The Online DIY Pruning Advisor page has been updated. Please have a look and note that this service is focused on tree fruits at the moment.
When you prune an apple shoot by cutting into last years growth, you remove the apical bud and eliminate the apical dominance that it had over the lateral buds just below it on the shoot. This type of cut is also called tipping. Removing the apical bud in the dormant season (November through March) usually results in the upper most buds just below the cut growing into 5 to 7 new branches as in the attached pictures. These new branches quickly reestablish apical dominance over the buds lower down on the shoot. The uppermost bud grows into the most vertical dominant shoot. The next bud (sometimes the next two) usually develop a sharp upright angled connection with the trunk of the tree. Sharp upright angled branch connection are weak connections that are likely to split in the years to come when there is a lot of weight from the branch itself, fruit, snow and wind. These more upright branches are also more vigorous than flatter angled branches resulting in the production of fewer flower buds.
The third, fourth and fifth shoots usually develop into flatter angled branches with strong connections to the tree trunk (or main stem) and weaker growth. These weaker growing flatter angled branches are the most desirable type of future structural and apple producing branches.
Learn how to care for your fruit trees with your garden as the classroom. I will come to your garden in-person in the Greater Vancouver Area or provide training and coaching via the internet. Some of the topics that can be included:
- Evaluating the health of your trees
- Pruning – dormant and summer seasons
- Training your trees to any size or shape
- Putting more quality fruit on your trees
Training can be one-on-one or in a small group of family and friends. Leave a comment or send me an e-mail to set up a training date or to start internet based training and coaching.
Apical dominance is the key reason why we are able to direct the growth of trees to achieve the goals we have for them. The pear shoot in this picture is growing vertically during midsummer. There is a bud at the top or apical end of this shoot. This apical bud is responsible for all the growth you see in the picture. There are several other buds on this branch, they are very small buds attached to the stem just above each leaf. These buds are called lateral buds. The apical bud produces a plant hormone (an auxin) that travels downward inside the stem as though pulled by gravity. This hormone prevents the lateral buds from growing. When trees produce very long shoots (sometimes several feet long) in one year with no side branches, they are strongly apically dominant. If some or all of the lateral buds grow into branches in the same year, the trees are weakly apically dominant. Apples and pears are strongly apically dominant, peaches are weakly apically dominant.
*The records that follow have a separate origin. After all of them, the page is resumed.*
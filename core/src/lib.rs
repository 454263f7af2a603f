//! Environment-variable overrides for command-line flags.
//!
//! This crate layers `PREFIX_FLAG_NAME` environment variables over flag
//! defaults, below anything given explicitly on the command line:
//!
//! - [`FlagSet`]: a typed flag set whose final argv parse ([`FlagSet::parse`])
//!   and help go through clap.
//! - [`resolve`] / [`resolve_with`]: derive each flag's env var name, apply
//!   its value, and annotate the usage string (`"set the url [EXAMPLE_URL]"`).
//! - [`disable`]: opt a flag out of the overlay.
//! - [`set_custom_name`]: bind a flag to a fixed, unprefixed variable such as
//!   `KUBECONFIG`.
//! - [`global`]: the same operations on a process-wide default set.
//! - [`ClapOverlay`]: the overlay for a [`clap::Command`].
//!
//! Call order matters: declare flags, set annotations, resolve, then parse.
//!
//! # Example
//!
//! ```
//! use std::collections::HashMap;
//! use envy_core::*;
//!
//! let mut flags = FlagSet::new("example");
//! flags.string("url", "http://127.0.0.1:8080", "set the url").unwrap();
//! flags.int("count", 13, "a standard count").unwrap();
//!
//! let env = HashMap::from([("EXAMPLE_URL", "http://10.0.0.1"), ("EXAMPLE_COUNT", "21")]);
//! resolve_with("example", &mut flags, &env).unwrap();
//! flags.parse(["--count", "42"]).unwrap();
//!
//! assert_eq!(flags.get_string("url").unwrap(), "http://10.0.0.1");
//! assert_eq!(flags.get_int("count").unwrap(), 42);
//! assert_eq!(flags.lookup("count").unwrap().usage(), "a standard count [EXAMPLE_COUNT 21]");
//! ```

mod clap_overlay;
mod env;
mod error;
mod flag;
mod flagset;
pub mod global;
mod overlay;
mod value;

pub use clap_overlay::ClapOverlay;
pub use env::{Environment, ProcessEnv};
pub use error::{Error, Result};
pub use flag::Flag;
pub use flagset::FlagSet;
pub use overlay::{
    EnvAnnotations, annotate_usage, disable, env_name_for, normalize_env_name, normalize_prefix,
    resolve, resolve_with, set_custom_name,
};
pub use value::{FlagValue, ValueError, ValueType, format_duration, parse_bool, parse_duration};
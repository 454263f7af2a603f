//! The flag descriptor.

use std::borrow::Cow;

use crate::overlay::{EnvAnnotations, with_env_hint};
use crate::value::{FlagValue, ValueError, ValueType};

/// A declared command-line flag.
///
/// A flag owns its current [`FlagValue`], the compiled-in default it was
/// declared with, and a usage description. The environment overlay records
/// its per-flag settings in [`EnvAnnotations`] and appends an env hint to the
/// usage string when it resolves the flag.
///
/// # Examples
///
/// ```
/// use envy_core::{Flag, FlagValue, ValueType};
///
/// let flag = Flag::new("count-fancy", FlagValue::Int(7), "a fancy count");
/// assert_eq!(flag.name(), "count-fancy");
/// assert_eq!(flag.value_type(), ValueType::Int);
/// assert_eq!(flag.usage(), "a fancy count");
/// assert!(!flag.changed());
/// ```
#[derive(Debug, Clone)]
pub struct Flag {
    name: String,
    shorthand: Option<char>,
    description: String,
    env_hint: Option<String>,
    value: FlagValue,
    default: FlagValue,
    changed: bool,
    env: EnvAnnotations,
}

impl Flag {
    /// Creates a flag whose default is `value`.
    pub fn new(name: impl Into<String>, value: FlagValue, usage: impl Into<String>) -> Self {
        Self {
            name: name.into(),
            shorthand: None,
            description: usage.into(),
            env_hint: None,
            default: value.clone(),
            value,
            changed: false,
            env: EnvAnnotations::default(),
        }
    }

    /// Adds a single-character shorthand (`-v`).
    pub fn with_shorthand(mut self, shorthand: char) -> Self {
        self.shorthand = Some(shorthand);
        self
    }

    pub fn name(&self) -> &str {
        &self.name
    }

    pub fn shorthand(&self) -> Option<char> {
        self.shorthand
    }

    /// Returns the usage string, including the env hint once the flag has
    /// been resolved (`"set the url [EXAMPLE_URL]"`).
    pub fn usage(&self) -> Cow<'_, str> {
        match &self.env_hint {
            Some(hint) => Cow::Owned(with_env_hint(&self.description, hint)),
            None => Cow::Borrowed(&self.description),
        }
    }

    /// Returns the usage string as declared, without any env hint.
    pub fn description(&self) -> &str {
        &self.description
    }

    pub fn value(&self) -> &FlagValue {
        &self.value
    }

    pub fn value_type(&self) -> ValueType {
        self.value.value_type()
    }

    /// Returns the compiled-in default the flag was declared with.
    pub fn default_value(&self) -> &FlagValue {
        &self.default
    }

    /// Returns `true` once the flag was set on the command line.
    pub fn changed(&self) -> bool {
        self.changed
    }

    pub fn env(&self) -> &EnvAnnotations {
        &self.env
    }

    /// Parses `raw` with the flag's type-specific setter.
    pub fn set(&mut self, raw: &str) -> Result<(), ValueError> {
        self.value.set(raw)
    }

    pub(crate) fn env_mut(&mut self) -> &mut EnvAnnotations {
        &mut self.env
    }

    pub(crate) fn set_env_hint(&mut self, hint: String) {
        self.env_hint = Some(hint);
    }

    pub(crate) fn mark_changed(&mut self) {
        self.changed = true;
    }
}
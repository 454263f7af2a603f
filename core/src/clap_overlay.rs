//! Environment overlay for [`clap::Command`].
//!
//! Applies the same name derivation and help annotation as
//! [`resolve`](crate::resolve), but the environment value becomes the arg's
//! default value instead of being written to a [`FlagSet`](crate::FlagSet).
//! clap's own parse then applies explicit arguments on top, which keeps the
//! default < environment < command line precedence.
//!
//! Only args with a long name take part. They are matched by long name or
//! by arg id.
//!
//! A `SetTrue` arg whose environment value is `true` cannot be switched off
//! from the command line, since clap offers no `--flag=false` for it. Declare
//! such an arg with `ArgAction::Set` and `value_parser!(bool)` instead; it is
//! treated as a bool here and accepts `--flag=false`.
//!
//! ```
//! use std::collections::HashMap;
//! use clap::{Arg, ArgAction, Command};
//! use envy_core::ClapOverlay;
//!
//! let command = Command::new("example")
//!     .arg(Arg::new("url").long("url").default_value("http://127.0.0.1:8080").help("set the url"))
//!     .arg(Arg::new("once").long("once").action(ArgAction::SetTrue).help("perform the thing once"));
//!
//! let mut overlay = ClapOverlay::new(command);
//! overlay.disable("once").unwrap();
//!
//! let env = HashMap::from([("EXAMPLE_URL", "http://10.0.0.1")]);
//! let command = overlay.resolve("EXAMPLE", &env).unwrap();
//!
//! let matches = command.try_get_matches_from(["example"]).unwrap();
//! assert_eq!(matches.get_one::<String>("url").unwrap(), "http://10.0.0.1");
//! assert!(!matches.get_flag("once"));
//! ```

use std::collections::HashMap;

use clap::{Arg, ArgAction, Command};
use tracing::{debug, trace};

use crate::env::Environment;
use crate::error::{Error, Result};
use crate::overlay::{EnvAnnotations, annotate_usage, env_name_for, normalize_prefix};
use crate::value::parse_bool;

/// A [`Command`] plus per-arg overlay settings, keyed by arg id.
#[derive(Debug, Clone)]
pub struct ClapOverlay {
    command: Command,
    annotations: HashMap<String, EnvAnnotations>,
}

struct ArgUpdate {
    id: String,
    help: String,
    default: Option<String>,
}

impl ClapOverlay {
    pub fn new(command: Command) -> Self {
        Self {
            command,
            annotations: HashMap::new(),
        }
    }

    fn arg_id(&self, name: &str) -> Result<String> {
        self.command
            .get_arguments()
            .filter(|arg| arg.get_long().is_some())
            .find(|arg| arg.get_long() == Some(name) || arg.get_id().as_str() == name)
            .map(|arg| arg.get_id().as_str().to_string())
            .ok_or_else(|| Error::FlagNotFound(name.to_string()))
    }

    /// Excludes an arg from the overlay.
    ///
    /// # Errors
    ///
    /// Returns [`Error::FlagNotFound`] if no arg with a long name has this
    /// long name or id. Positionals never match.
    pub fn disable(&mut self, name: &str) -> Result<()> {
        let id = self.arg_id(name)?;
        self.annotations.entry(id).or_default().disable();
        Ok(())
    }

    /// Binds an arg to an exact, prefix-independent env var name.
    ///
    /// # Errors
    ///
    /// Returns [`Error::FlagNotFound`] if no arg matches, or
    /// [`Error::DuplicateCustomName`] on a second call for the same arg.
    pub fn set_custom_name(&mut self, name: &str, env_name: &str) -> Result<()> {
        let id = self.arg_id(name)?;
        self.annotations
            .entry(id)
            .or_default()
            .set_custom_name(name, env_name)
    }

    /// Applies `env` to the command's args and returns the updated command.
    ///
    /// Bool args (`SetTrue`/`SetFalse`, or `Set` with a `true`/`false` value
    /// parser) must receive a bool literal; it is stored as a canonical
    /// `true`/`false` default. Other values become the arg's default verbatim
    /// and are validated by clap when the command is parsed.
    ///
    /// # Errors
    ///
    /// Returns [`Error::InvalidBoolEnvValue`] for a malformed bool value.
    pub fn resolve<E>(self, prefix: &str, env: &E) -> Result<Command>
    where
        E: Environment + ?Sized,
    {
        let prefix = normalize_prefix(prefix);
        let none = EnvAnnotations::default();
        let mut updates = Vec::new();

        for arg in self.command.get_arguments() {
            let Some(long) = arg.get_long() else {
                continue;
            };
            let action = arg.get_action();
            if matches!(
                action,
                ArgAction::Help | ArgAction::HelpShort | ArgAction::HelpLong | ArgAction::Version
            ) {
                continue;
            }

            let id = arg.get_id().as_str().to_string();
            let annotations = self.annotations.get(&id).unwrap_or(&none);
            let Some(env_name) = env_name_for(&prefix, long, annotations) else {
                trace!(flag = long, "environment overlay disabled");
                continue;
            };

            let value = env.var(&env_name);
            let default = match value.as_deref() {
                Some(raw) if is_bool(arg) => {
                    let parsed = parse_bool(raw).ok_or_else(|| Error::InvalidBoolEnvValue {
                        flag: long.to_string(),
                        env_name: env_name.clone(),
                        value: raw.to_string(),
                    })?;
                    Some(parsed.to_string())
                }
                Some(raw) => Some(raw.to_string()),
                None => None,
            };
            if default.is_some() {
                debug!(flag = long, env = %env_name, "applied environment override");
            }

            let description = arg.get_help().map(ToString::to_string).unwrap_or_default();
            updates.push(ArgUpdate {
                id,
                help: annotate_usage(&description, &env_name, value.as_deref()),
                default,
            });
        }

        let mut command = self.command;
        for ArgUpdate { id, help, default } in updates {
            command = command.mut_arg(id, move |arg| {
                let arg = arg.help(help);
                match default {
                    Some(default) => arg.default_value(default),
                    None => arg,
                }
            });
        }
        Ok(command)
    }
}

fn is_bool(arg: &Arg) -> bool {
    match arg.get_action() {
        ArgAction::SetTrue | ArgAction::SetFalse => true,
        ArgAction::Set => {
            let values = arg.get_possible_values();
            values.len() == 2
                && values.iter().any(|v| v.get_name() == "true")
                && values.iter().any(|v| v.get_name() == "false")
        }
        _ => false,
    }
}
#[cfg(test)]
mod tests {
    use std::collections::HashMap;

    use clap::{Arg, value_parser};

    use super::*;

    fn example() -> Command {
        Command::new("example")
            .arg(
                Arg::new("url")
                    .long("url")
                    .default_value("http://127.0.0.1:8080")
                    .help("set the url"),
            )
            .arg(
                Arg::new("count")
                    .long("count")
                    .value_parser(value_parser!(i64))
                    .default_value("13")
                    .help("a standard count"),
            )
            .arg(
                Arg::new("once")
                    .long("once")
                    .action(ArgAction::SetTrue)
                    .help("perform the thing once and exit"),
            )
            .arg(
                Arg::new("count_fancy")
                    .long("count-fancy")
                    .value_parser(value_parser!(i64))
                    .default_value("7")
                    .help("a fancy count"),
            )
            .arg(Arg::new("input").help("input file"))
    }

    fn help_of(command: &Command, id: &str) -> String {
        command
            .get_arguments()
            .find(|arg| arg.get_id().as_str() == id)
            .and_then(|arg| arg.get_help())
            .map(ToString::to_string)
            .unwrap_or_default()
    }

    #[test]
    fn test_help_is_annotated_without_env() {
        let env: HashMap<&str, &str> = HashMap::new();
        let command = ClapOverlay::new(example()).resolve("example_", &env).unwrap();

        assert_eq!(help_of(&command, "url"), "set the url [EXAMPLE_URL]");
        assert_eq!(
            help_of(&command, "count_fancy"),
            "a fancy count [EXAMPLE_COUNT_FANCY]"
        );
        assert_eq!(help_of(&command, "input"), "input file");
    }

    #[test]
    fn test_precedence_default_env_command_line() {
        let none: HashMap<&str, &str> = HashMap::new();
        let env = HashMap::from([("EXAMPLE_COUNT", "21"), ("EXAMPLE_ONCE", "1")]);

        let matches = ClapOverlay::new(example())
            .resolve("EXAMPLE", &none)
            .unwrap()
            .try_get_matches_from(["example"])
            .unwrap();
        assert_eq!(matches.get_one::<i64>("count"), Some(&13));
        assert!(!matches.get_flag("once"));

        let command = ClapOverlay::new(example()).resolve("EXAMPLE", &env).unwrap();
        assert_eq!(help_of(&command, "count"), "a standard count [EXAMPLE_COUNT 21]");
        let matches = command.clone().try_get_matches_from(["example"]).unwrap();
        assert_eq!(matches.get_one::<i64>("count"), Some(&21));
        assert!(matches.get_flag("once"));

        let matches = command
            .try_get_matches_from(["example", "--count", "42"])
            .unwrap();
        assert_eq!(matches.get_one::<i64>("count"), Some(&42));
    }

    #[test]
    fn test_invalid_bool_env_fails() {
        let env = HashMap::from([("EXAMPLE_ONCE", "yay")]);
        let err = ClapOverlay::new(example()).resolve("EXAMPLE", &env).unwrap_err();

        assert_eq!(
            err,
            Error::InvalidBoolEnvValue {
                flag: "once".to_string(),
                env_name: "EXAMPLE_ONCE".to_string(),
                value: "yay".to_string(),
            }
        );
    }

    #[test]
    fn test_disabled_and_custom_names() {
        let env = HashMap::from([
            ("EXAMPLE_ONCE", "true"),
            ("EXAMPLE_COUNT_FANCY", "99"),
            ("SERVICE_URL", "http://svc"),
        ]);
        let mut overlay = ClapOverlay::new(example());
        overlay.disable("once").unwrap();
        overlay.disable("count_fancy").unwrap();
        overlay.set_custom_name("url", "service-url").unwrap();

        let command = overlay.resolve("EXAMPLE", &env).unwrap();
        assert_eq!(help_of(&command, "once"), "perform the thing once and exit");
        assert_eq!(help_of(&command, "url"), "set the url [SERVICE_URL http://svc]");

        let matches = command.try_get_matches_from(["example"]).unwrap();
        assert!(!matches.get_flag("once"));
        assert_eq!(matches.get_one::<i64>("count_fancy"), Some(&7));
        assert_eq!(matches.get_one::<String>("url").unwrap(), "http://svc");
    }

    #[test]
    fn test_set_bool_env_can_be_turned_off_on_command_line() {
        let command = example().arg(
            Arg::new("verbose")
                .long("verbose")
                .action(ArgAction::Set)
                .value_parser(value_parser!(bool))
                .num_args(0..=1)
                .require_equals(true)
                .default_missing_value("true")
                .default_value("false")
                .help("verbose output"),
        );
        let env = HashMap::from([("EXAMPLE_VERBOSE", "T")]);
        let command = ClapOverlay::new(command).resolve("EXAMPLE", &env).unwrap();

        let matches = command.clone().try_get_matches_from(["example"]).unwrap();
        assert_eq!(matches.get_one::<bool>("verbose"), Some(&true));

        let matches = command
            .try_get_matches_from(["example", "--verbose=false"])
            .unwrap();
        assert_eq!(matches.get_one::<bool>("verbose"), Some(&false));
    }

    #[test]
    fn test_set_bool_env_rejects_non_bool() {
        let command = example().arg(
            Arg::new("verbose")
                .long("verbose")
                .value_parser(value_parser!(bool))
                .help("verbose output"),
        );
        let env = HashMap::from([("EXAMPLE_VERBOSE", "yes")]);
        assert!(matches!(
            ClapOverlay::new(command).resolve("EXAMPLE", &env),
            Err(Error::InvalidBoolEnvValue { ref flag, .. }) if flag == "verbose"
        ));
    }

    #[test]
    fn test_annotation_errors() {
        let mut overlay = ClapOverlay::new(example());
        assert_eq!(
            overlay.disable("missing"),
            Err(Error::FlagNotFound("missing".to_string()))
        );
        assert_eq!(
            overlay.disable("input"),
            Err(Error::FlagNotFound("input".to_string()))
        );
        assert_eq!(
            overlay.set_custom_name("input", "INPUT_FILE"),
            Err(Error::FlagNotFound("input".to_string()))
        );

        overlay.set_custom_name("count-fancy", "FANCY").unwrap();
        assert_eq!(
            overlay.set_custom_name("count_fancy", "FANCY"),
            Err(Error::DuplicateCustomName {
                flag: "count_fancy".to_string(),
                existing: "FANCY".to_string(),
            })
        );
    }
}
When only the apical bud grows, the result is a long single shoot. If the apical dominance is weak and apical bud plus some of the lateral buds grow, the result is many shorter shoots, a bush shape rather than a long single shoot. The reason for this is the growth energy of the tree is now being shared between several shoots so they are all shorter than when only one shoot is growing.
Most plants start out strongly apically dominant so they can grow up away from the soil. Plants that do not have this ability are the low growing ground covers. Most plants loose their strong apical dominance in the first year or two. Large trees do not loose their strong apical dominance giving them the ability to grow very tall.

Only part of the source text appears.